mod common;

use assert_cmd::Command;
use assert_fs::prelude::*;
use assert_fs::TempDir;
use predicates::prelude::*;
use std::fs;

fn cmd() -> Command {
    Command::cargo_bin("webp-squeeze").unwrap()
}

#[test]
fn test_cli_help() {
    cmd().arg("--help").assert().success();
}

#[test]
fn test_missing_input_arg() {
    cmd().assert().failure();
}

#[test]
fn test_nonexistent_input_directory() {
    cmd()
        .args(["-i", "definitely/not/here"])
        .assert()
        .failure()
        .stderr(predicate::str::contains("does not exist"));
}

#[test]
fn test_input_is_a_file() {
    let temp = TempDir::new().unwrap();
    let file = temp.child("photo.jpg");
    common::write_jpg(file.path());

    cmd()
        .arg("-i")
        .arg(file.path())
        .assert()
        .failure()
        .stderr(predicate::str::contains("not a directory"));
}

#[test]
fn test_quality_out_of_range_rejected_before_processing() {
    let temp = TempDir::new().unwrap();
    common::write_jpg(temp.child("photo.jpg").path());

    for quality in ["101", "-1"] {
        cmd()
            .arg("-i")
            .arg(temp.path())
            .args(["-q", quality])
            .assert()
            .failure()
            .stderr(predicate::str::contains("between 0 and 100"));
    }

    temp.child("photo.webp").assert(predicate::path::missing());
}

#[test]
fn test_quality_bounds_accepted() {
    let temp = TempDir::new().unwrap();
    common::write_jpg(temp.child("photo.jpg").path());

    for quality in ["0", "100"] {
        cmd()
            .arg("-i")
            .arg(temp.path())
            .args(["-q", quality])
            .assert()
            .success()
            .stdout(predicate::str::contains("Errors: 0"));
    }
}

#[test]
fn test_method_out_of_range_rejected() {
    let temp = TempDir::new().unwrap();

    cmd()
        .arg("-i")
        .arg(temp.path())
        .args(["-m", "7"])
        .assert()
        .failure()
        .stderr(predicate::str::contains("between 0 and 6"));
}

#[test]
fn test_empty_directory() {
    let temp = TempDir::new().unwrap();

    cmd()
        .arg("-i")
        .arg(temp.path())
        .assert()
        .success()
        .stdout(predicate::str::contains("No files found"))
        .stdout(predicate::str::contains(
            "Success: 0 (Animated: 0, Static: 0), Errors: 0",
        ));
}

#[test]
fn test_animated_gif_and_jpg() {
    let temp = TempDir::new().unwrap();
    common::write_gif(temp.child("anim.gif").path(), 4);
    common::write_jpg(temp.child("photo.jpg").path());

    cmd()
        .arg("-i")
        .arg(temp.path())
        .args(["-t", "all", "-q", "75"])
        .assert()
        .success()
        .stdout(predicate::str::contains("Found 2 file(s) to convert"))
        .stdout(predicate::str::contains("✓ Converted (animated gif): anim.gif -> anim.webp"))
        .stdout(predicate::str::contains("✓ Converted (jpg): photo.jpg -> photo.webp"))
        .stdout(predicate::str::contains(
            "Success: 2 (Animated: 1, Static: 1), Errors: 0",
        ));

    temp.child("anim.gif").assert(predicate::path::exists());
    temp.child("photo.jpg").assert(predicate::path::exists());
    assert_eq!(common::webp_frames(temp.child("anim.webp").path()), (true, 4));
    assert_eq!(common::webp_frames(temp.child("photo.webp").path()), (false, 1));
}

#[test]
fn test_no_animation_flag() {
    let temp = TempDir::new().unwrap();
    common::write_gif(temp.child("anim.gif").path(), 3);

    cmd()
        .arg("-i")
        .arg(temp.path())
        .arg("--no-animation")
        .assert()
        .success()
        .stdout(predicate::str::contains("preserve_animation=false"))
        .stdout(predicate::str::contains(
            "Success: 1 (Animated: 0, Static: 1), Errors: 0",
        ));

    assert_eq!(common::webp_frames(temp.child("anim.webp").path()), (false, 1));
}

#[test]
fn test_corrupt_jpg_is_reported_not_fatal() {
    let temp = TempDir::new().unwrap();
    common::write_corrupt(temp.child("broken.jpg").path());

    cmd()
        .arg("-i")
        .arg(temp.path())
        .assert()
        .success()
        .stdout(predicate::str::contains("✗ Failed to convert broken.jpg: Decode error"))
        .stdout(predicate::str::contains("Errors: 1"));

    temp.child("broken.webp").assert(predicate::path::missing());
    temp.child("broken.jpg").assert(predicate::path::exists());
}

#[test]
fn test_type_filter() {
    let temp = TempDir::new().unwrap();
    common::write_png(temp.child("keep.png").path());
    common::write_jpg(temp.child("skip.jpg").path());

    cmd()
        .arg("-i")
        .arg(temp.path())
        .args(["-t", "png"])
        .assert()
        .success()
        .stdout(predicate::str::contains("Found 1 PNG file(s) to convert"));

    temp.child("keep.webp").assert(predicate::path::exists());
    temp.child("skip.webp").assert(predicate::path::missing());
}

#[test]
fn test_recursive_with_output_directory() {
    let temp = TempDir::new().unwrap();
    let input = temp.child("in");
    input.create_dir_all().unwrap();
    common::write_png(input.child("top.png").path());
    input.child("nested/deeper").create_dir_all().unwrap();
    common::write_jpg(input.child("nested/deeper/photo.JPEG").path());
    let output = temp.child("out");

    cmd()
        .arg("-i")
        .arg(input.path())
        .arg("-o")
        .arg(output.path())
        .arg("-r")
        .assert()
        .success()
        .stdout(predicate::str::contains("Success: 2"));

    output.child("top.webp").assert(predicate::path::exists());
    output
        .child("nested/deeper/photo.webp")
        .assert(predicate::path::exists());
}

#[test]
fn test_non_recursive_skips_subdirectories() {
    let temp = TempDir::new().unwrap();
    temp.child("nested").create_dir_all().unwrap();
    common::write_png(temp.child("nested/inner.png").path());

    cmd()
        .arg("-i")
        .arg(temp.path())
        .assert()
        .success()
        .stdout(predicate::str::contains("No files found"));

    temp.child("nested/inner.webp").assert(predicate::path::missing());
}

#[test]
fn test_hidden_files_and_directories_are_converted() {
    let temp = TempDir::new().unwrap();
    common::write_png(temp.child(".dotted.png").path());
    temp.child(".cache").create_dir_all().unwrap();
    common::write_jpg(temp.child(".cache/thumb.jpg").path());

    cmd()
        .arg("-i")
        .arg(temp.path())
        .arg("-r")
        .assert()
        .success()
        .stdout(predicate::str::contains("Found 2 file(s) to convert"))
        .stdout(predicate::str::contains("Errors: 0"));

    temp.child(".dotted.webp").assert(predicate::path::exists());
    temp.child(".cache/thumb.webp").assert(predicate::path::exists());
}

#[test]
fn test_delete_original() {
    let temp = TempDir::new().unwrap();
    common::write_png(temp.child("gone.png").path());

    cmd()
        .arg("-i")
        .arg(temp.path())
        .arg("-d")
        .assert()
        .success()
        .stdout(predicate::str::contains("Deleted original file"));

    temp.child("gone.png").assert(predicate::path::missing());
    temp.child("gone.webp").assert(predicate::path::exists());
}

#[test]
fn test_repeat_run_is_idempotent() {
    let temp = TempDir::new().unwrap();
    common::write_gif(temp.child("anim.gif").path(), 2);
    common::write_jpg(temp.child("photo.jpg").path());

    let run = || {
        cmd()
            .arg("-i")
            .arg(temp.path())
            .args(["-q", "70", "-m", "5"])
            .assert()
            .success();
        (
            fs::read(temp.child("anim.webp").path()).unwrap(),
            fs::read(temp.child("photo.webp").path()).unwrap(),
        )
    };

    assert_eq!(run(), run());
}

#[test]
fn test_quiet_prints_only_summary() {
    let temp = TempDir::new().unwrap();
    common::write_png(temp.child("a.png").path());

    cmd()
        .arg("-i")
        .arg(temp.path())
        .args(["--quiet", "--verbose"])
        .assert()
        .success()
        .stdout(predicate::str::contains("Converted").not())
        .stdout(predicate::str::contains("Success: 1 (Animated: 0, Static: 1), Errors: 0"));
}

#[test]
fn test_parallel_threads() {
    let temp = TempDir::new().unwrap();
    for name in ["a.png", "b.png", "c.png"] {
        common::write_png(temp.child(name).path());
    }

    cmd()
        .arg("-i")
        .arg(temp.path())
        .args(["-j", "2", "--lossless"])
        .assert()
        .success()
        .stdout(predicate::str::contains("Success: 3 (Animated: 0, Static: 3), Errors: 0"));
}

_ _ _ _

> **The problem**
Every line above in which the word "deeper" occurs is to be copied.

> **Response to the task**
    input.child("nested/deeper").create_dir_all().unwrap();
    common::write_jpg(input.child("nested/deeper/photo.JPEG").path());
        .child("nested/deeper/photo.webp")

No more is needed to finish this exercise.